PROBLEM DETAILS>
Beginning with the first line, please repeat the entries exactly and end on the line that contains "#[derive(Copy, Clone, Debug, PartialEq)]".

===============

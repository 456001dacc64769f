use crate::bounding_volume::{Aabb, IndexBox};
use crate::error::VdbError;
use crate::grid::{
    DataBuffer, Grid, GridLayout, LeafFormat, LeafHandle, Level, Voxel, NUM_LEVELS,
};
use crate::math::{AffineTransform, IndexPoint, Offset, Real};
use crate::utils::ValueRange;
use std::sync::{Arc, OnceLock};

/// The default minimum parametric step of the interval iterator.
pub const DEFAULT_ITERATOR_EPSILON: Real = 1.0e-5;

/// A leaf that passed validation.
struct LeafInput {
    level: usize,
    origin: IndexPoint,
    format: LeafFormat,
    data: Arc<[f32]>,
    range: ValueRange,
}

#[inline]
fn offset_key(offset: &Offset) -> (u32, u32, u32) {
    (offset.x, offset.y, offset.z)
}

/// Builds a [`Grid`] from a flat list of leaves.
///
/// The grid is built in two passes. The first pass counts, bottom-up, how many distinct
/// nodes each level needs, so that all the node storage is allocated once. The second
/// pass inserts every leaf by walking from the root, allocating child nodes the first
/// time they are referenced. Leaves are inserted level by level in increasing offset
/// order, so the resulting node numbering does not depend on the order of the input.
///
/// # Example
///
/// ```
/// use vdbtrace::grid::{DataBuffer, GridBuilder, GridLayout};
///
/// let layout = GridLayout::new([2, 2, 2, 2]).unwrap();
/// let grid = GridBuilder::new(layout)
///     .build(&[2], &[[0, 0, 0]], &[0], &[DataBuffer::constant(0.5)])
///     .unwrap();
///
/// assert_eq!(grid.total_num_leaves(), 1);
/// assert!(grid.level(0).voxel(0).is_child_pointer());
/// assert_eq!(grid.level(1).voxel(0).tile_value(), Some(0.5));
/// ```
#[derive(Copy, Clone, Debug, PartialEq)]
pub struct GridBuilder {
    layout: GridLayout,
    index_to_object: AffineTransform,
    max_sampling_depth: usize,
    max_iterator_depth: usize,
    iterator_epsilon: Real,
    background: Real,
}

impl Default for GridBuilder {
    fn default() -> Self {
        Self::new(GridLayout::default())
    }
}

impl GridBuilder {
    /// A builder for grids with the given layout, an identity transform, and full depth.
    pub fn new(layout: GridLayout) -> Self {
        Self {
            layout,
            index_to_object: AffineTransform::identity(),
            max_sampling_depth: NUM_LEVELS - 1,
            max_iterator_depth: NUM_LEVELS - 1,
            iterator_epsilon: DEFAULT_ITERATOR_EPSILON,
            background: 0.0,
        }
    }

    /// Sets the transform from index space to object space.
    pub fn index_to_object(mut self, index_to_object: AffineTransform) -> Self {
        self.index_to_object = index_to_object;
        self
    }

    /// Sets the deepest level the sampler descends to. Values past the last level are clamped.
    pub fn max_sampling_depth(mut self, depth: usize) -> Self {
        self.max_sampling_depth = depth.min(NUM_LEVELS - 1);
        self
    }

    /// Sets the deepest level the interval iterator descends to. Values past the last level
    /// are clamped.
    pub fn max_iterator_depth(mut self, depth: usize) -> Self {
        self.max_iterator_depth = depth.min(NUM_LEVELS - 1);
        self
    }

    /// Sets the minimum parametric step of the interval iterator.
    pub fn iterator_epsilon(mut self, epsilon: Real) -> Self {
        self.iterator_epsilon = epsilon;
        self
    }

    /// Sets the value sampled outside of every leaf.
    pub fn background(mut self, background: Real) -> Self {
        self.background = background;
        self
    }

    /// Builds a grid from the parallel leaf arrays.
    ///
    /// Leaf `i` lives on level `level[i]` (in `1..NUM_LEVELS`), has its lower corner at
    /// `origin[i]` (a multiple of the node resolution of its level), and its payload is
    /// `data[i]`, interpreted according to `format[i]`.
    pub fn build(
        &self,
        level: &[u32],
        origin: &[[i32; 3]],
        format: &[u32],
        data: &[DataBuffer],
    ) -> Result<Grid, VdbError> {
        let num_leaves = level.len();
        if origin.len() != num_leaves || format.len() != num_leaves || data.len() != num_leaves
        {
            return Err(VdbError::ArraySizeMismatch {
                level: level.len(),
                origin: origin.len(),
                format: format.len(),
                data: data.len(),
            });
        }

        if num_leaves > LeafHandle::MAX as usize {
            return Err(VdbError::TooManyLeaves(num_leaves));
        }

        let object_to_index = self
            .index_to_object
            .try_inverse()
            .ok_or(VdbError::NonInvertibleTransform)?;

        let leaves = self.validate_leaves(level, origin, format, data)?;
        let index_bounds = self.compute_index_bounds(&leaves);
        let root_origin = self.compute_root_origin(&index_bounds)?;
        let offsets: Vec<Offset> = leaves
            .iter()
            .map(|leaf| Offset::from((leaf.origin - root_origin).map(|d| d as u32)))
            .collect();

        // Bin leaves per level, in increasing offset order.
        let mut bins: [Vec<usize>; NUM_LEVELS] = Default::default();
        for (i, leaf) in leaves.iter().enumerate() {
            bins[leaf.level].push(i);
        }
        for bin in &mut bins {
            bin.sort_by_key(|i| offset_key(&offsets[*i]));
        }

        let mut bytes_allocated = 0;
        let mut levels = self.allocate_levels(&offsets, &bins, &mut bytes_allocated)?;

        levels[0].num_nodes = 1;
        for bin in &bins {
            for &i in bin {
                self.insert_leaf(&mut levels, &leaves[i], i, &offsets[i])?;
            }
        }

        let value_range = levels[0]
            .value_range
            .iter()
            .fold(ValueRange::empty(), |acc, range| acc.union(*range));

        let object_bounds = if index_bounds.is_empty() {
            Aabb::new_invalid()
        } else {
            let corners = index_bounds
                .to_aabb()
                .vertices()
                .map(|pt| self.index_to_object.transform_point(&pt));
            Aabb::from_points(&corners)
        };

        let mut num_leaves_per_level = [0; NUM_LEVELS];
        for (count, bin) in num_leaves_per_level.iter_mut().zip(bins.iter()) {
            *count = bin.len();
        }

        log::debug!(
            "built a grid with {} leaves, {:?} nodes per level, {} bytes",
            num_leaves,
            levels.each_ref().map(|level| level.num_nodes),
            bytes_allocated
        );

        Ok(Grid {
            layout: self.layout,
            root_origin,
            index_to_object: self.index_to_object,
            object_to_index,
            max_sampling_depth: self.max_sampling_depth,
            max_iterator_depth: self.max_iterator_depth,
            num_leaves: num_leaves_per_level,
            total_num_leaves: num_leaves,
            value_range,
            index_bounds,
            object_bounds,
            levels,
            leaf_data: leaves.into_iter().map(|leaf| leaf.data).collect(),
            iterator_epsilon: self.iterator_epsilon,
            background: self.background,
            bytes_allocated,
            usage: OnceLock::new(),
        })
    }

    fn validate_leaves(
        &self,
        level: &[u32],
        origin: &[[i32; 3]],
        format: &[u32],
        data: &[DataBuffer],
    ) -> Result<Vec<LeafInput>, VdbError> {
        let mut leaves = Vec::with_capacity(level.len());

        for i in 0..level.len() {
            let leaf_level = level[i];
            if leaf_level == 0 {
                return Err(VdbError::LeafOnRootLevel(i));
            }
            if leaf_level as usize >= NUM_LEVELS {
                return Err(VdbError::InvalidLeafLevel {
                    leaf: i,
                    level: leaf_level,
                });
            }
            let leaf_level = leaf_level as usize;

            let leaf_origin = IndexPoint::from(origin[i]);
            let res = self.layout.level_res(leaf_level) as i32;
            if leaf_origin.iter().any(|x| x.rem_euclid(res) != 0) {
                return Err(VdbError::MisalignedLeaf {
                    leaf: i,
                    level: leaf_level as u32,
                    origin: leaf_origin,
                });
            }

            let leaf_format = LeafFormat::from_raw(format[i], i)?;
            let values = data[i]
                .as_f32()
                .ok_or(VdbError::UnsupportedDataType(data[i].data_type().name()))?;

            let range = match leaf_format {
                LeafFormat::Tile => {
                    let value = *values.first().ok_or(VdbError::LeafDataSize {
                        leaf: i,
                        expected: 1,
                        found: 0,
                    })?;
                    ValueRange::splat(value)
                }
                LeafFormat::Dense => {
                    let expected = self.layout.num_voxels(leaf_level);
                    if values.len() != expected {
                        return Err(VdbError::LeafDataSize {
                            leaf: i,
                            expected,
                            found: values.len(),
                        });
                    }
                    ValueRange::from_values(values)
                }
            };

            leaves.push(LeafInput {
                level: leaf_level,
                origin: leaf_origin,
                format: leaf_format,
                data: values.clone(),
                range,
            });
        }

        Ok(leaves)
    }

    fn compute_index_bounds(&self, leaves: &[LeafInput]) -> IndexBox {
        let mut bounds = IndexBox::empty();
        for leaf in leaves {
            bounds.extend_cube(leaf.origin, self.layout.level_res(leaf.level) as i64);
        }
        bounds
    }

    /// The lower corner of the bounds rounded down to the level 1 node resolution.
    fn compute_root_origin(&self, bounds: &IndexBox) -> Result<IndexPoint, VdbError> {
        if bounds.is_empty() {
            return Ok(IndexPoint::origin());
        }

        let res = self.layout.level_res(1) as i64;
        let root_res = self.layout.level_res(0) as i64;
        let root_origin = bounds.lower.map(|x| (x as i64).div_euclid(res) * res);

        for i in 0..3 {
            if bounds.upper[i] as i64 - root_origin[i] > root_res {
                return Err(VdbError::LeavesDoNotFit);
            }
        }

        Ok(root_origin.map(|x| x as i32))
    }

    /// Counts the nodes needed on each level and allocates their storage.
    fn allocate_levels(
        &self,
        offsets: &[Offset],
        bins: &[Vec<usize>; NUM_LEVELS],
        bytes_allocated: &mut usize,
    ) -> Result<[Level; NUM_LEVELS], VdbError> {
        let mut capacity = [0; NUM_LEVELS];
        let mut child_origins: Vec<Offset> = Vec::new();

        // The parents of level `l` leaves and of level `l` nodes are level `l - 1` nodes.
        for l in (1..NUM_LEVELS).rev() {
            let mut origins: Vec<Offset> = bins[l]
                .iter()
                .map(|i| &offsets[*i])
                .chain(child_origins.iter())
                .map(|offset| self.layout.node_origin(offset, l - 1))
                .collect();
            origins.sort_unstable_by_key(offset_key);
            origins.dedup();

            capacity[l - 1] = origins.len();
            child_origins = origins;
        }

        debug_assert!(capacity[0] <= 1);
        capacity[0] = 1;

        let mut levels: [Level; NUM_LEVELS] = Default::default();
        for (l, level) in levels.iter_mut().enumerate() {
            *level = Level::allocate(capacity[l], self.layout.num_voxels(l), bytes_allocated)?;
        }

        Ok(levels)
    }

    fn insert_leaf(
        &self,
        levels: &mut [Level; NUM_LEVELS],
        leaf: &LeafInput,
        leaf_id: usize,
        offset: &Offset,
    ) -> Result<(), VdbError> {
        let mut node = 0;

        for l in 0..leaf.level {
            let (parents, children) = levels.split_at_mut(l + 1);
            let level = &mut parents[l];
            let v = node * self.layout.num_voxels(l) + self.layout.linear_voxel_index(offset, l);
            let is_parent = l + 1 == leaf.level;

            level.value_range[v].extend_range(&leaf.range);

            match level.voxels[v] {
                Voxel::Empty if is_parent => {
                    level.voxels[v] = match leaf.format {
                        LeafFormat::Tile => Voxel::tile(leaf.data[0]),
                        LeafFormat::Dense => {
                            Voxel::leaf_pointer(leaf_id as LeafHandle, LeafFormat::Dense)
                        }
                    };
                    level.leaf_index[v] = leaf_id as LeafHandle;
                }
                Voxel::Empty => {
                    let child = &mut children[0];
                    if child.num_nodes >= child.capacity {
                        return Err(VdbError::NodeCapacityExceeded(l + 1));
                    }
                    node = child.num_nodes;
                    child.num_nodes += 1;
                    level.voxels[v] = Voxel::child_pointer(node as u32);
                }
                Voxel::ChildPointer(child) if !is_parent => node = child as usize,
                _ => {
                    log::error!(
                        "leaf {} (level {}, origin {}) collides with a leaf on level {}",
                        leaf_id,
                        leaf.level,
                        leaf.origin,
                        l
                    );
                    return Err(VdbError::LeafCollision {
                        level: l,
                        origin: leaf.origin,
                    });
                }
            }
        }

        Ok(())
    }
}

===============

FINISHED EXERCISE>
repository 456001dacc64769f
use crate::bounding_volume::{Aabb, IndexBox};
use crate::error::VdbError;
use crate::grid::{
    DataBuffer, Grid, GridLayout, LeafFormat, LeafHandle, Level, Voxel, NUM_LEVELS,
};
use crate::math::{AffineTransform, IndexPoint, Offset, Real};
use crate::utils::ValueRange;
use std::sync::{Arc, OnceLock};

/// The default minimum parametric step of the interval iterator.
pub const DEFAULT_ITERATOR_EPSILON: Real = 1.0e-5;

/// A leaf that passed validation.
struct LeafInput {
    level: usize,
    origin: IndexPoint,
    format: LeafFormat,
    data: Arc<[f32]>,
    range: ValueRange,
}

#[inline]
fn offset_key(offset: &Offset) -> (u32, u32, u32) {
    (offset.x, offset.y, offset.z)
}

/// Builds a [`Grid`] from a flat list of leaves.
///
/// The grid is built in two passes. The first pass counts, bottom-up, how many distinct
/// nodes each level needs, so that all the node storage is allocated once. The second
/// pass inserts every leaf by walking from the root, allocating child nodes the first
/// time they are referenced. Leaves are inserted level by level in increasing offset
/// order, so the resulting node numbering does not depend on the order of the input.
///
/// # Example
///
/// ```
/// use vdbtrace::grid::{DataBuffer, GridBuilder, GridLayout};
///
/// let layout = GridLayout::new([2, 2, 2, 2]).unwrap();
/// let grid = GridBuilder::new(layout)
///     .build(&[2], &[[0, 0, 0]], &[0], &[DataBuffer::constant(0.5)])
///     .unwrap();
///
/// assert_eq!(grid.total_num_leaves(), 1);
/// assert!(grid.level(0).voxel(0).is_child_pointer());
/// assert_eq!(grid.level(1).voxel(0).tile_value(), Some(0.5));
/// ```
#[derive(Copy, Clone, Debug, PartialEq)]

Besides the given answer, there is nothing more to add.